Scenario #4: A woman awakens in the morning to find her husband of twenty years cold and not breathing. She screams and calls 911 for an ambulance, but the man is dead from a massive heart attack. Grief-stricken, she laments that she doesn’t know how she and her children will make it financially. That is when her teenage son advises her to simply find a good life insurance agent and take out a million-dollar policy on her husband’s life. “You know, Mom,” he tells her, “it’s illegal for that company to discriminate against you for a preexisting condition.”
Scenario #5: A 47-year old father of five has been a smoker since he was a teenager. During a routine checkup, his doctor discovers a tumor on his lung. He goes to his boss and says, “You know that health insurance policy the company offers? Well, I need some surgery and possibly some chemo, so I’d like to sign up for it now.”

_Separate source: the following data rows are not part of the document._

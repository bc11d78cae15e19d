use serde::{Deserialize, Serialize};
use std::fmt;

/// One trading day of a price table.
///
/// Column names follow the common daily-bar export layout
/// (`Date,Open,High,Low,Close,Adj Close,Volume`). Every column except
/// `Adj Close` may be absent or empty.
#[derive(Debug, Clone, PartialEq, Serialize, Deserialize)]
pub struct PriceRecord {
    #[serde(rename = "Date", default)]
    pub date: Option<String>,
    #[serde(rename = "Open", default)]
    pub open: Option<f64>,
    #[serde(rename = "High", default)]
    pub high: Option<f64>,
    #[serde(rename = "Low", default)]
    pub low: Option<f64>,
    #[serde(rename = "Close", default)]
    pub close: Option<f64>,
    #[serde(rename = "Adj Close")]
    pub adj_close: f64,
    #[serde(rename = "Volume", default)]
    pub volume: Option<f64>,
}

impl PriceRecord {
    /// A record carrying nothing but an adjusted close.
    #[must_use]
    pub fn from_adj_close(adj_close: f64) -> Self {
        Self {
            date: None,
            open: None,
            high: None,
            low: None,
            close: None,
            adj_close,
            volume: None,
        }
    }
}

impl fmt::Display for PriceRecord {
    fn fmt(&self, f: &mut fmt::Formatter<'_>) -> fmt::Result {
        if let Some(date) = &self.date {
            write!(f, "Date={date}, ")?;
        }
        let optional = [
            ("Open", self.open),
            ("High", self.high),
            ("Low", self.low),
            ("Close", self.close),
        ];
        for (label, value) in optional {
            if let Some(value) = value {
                write!(f, "{label}={value}, ")?;
            }
        }
        write!(f, "Adj Close={}", self.adj_close)?;
        if let Some(volume) = self.volume {
            write!(f, ", Volume={volume}")?;
        }
        Ok(())
    }
}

Bottom line: I pity you if your belongings are stolen. I regret that you had an accident on the way to work this morning. I sympathize that your house burned down. You have my condolences that your husband died in his sleep. And I feel sorry for you if you are seriously ill. Like most Americans — the most generous people on the planet — I will probably even volunteer to help you if I can.
There are ways for a compassionate society to deal with such problems, but the truth is that neither your misfortune nor your preexisting condition gives you claim to my life, liberty or property.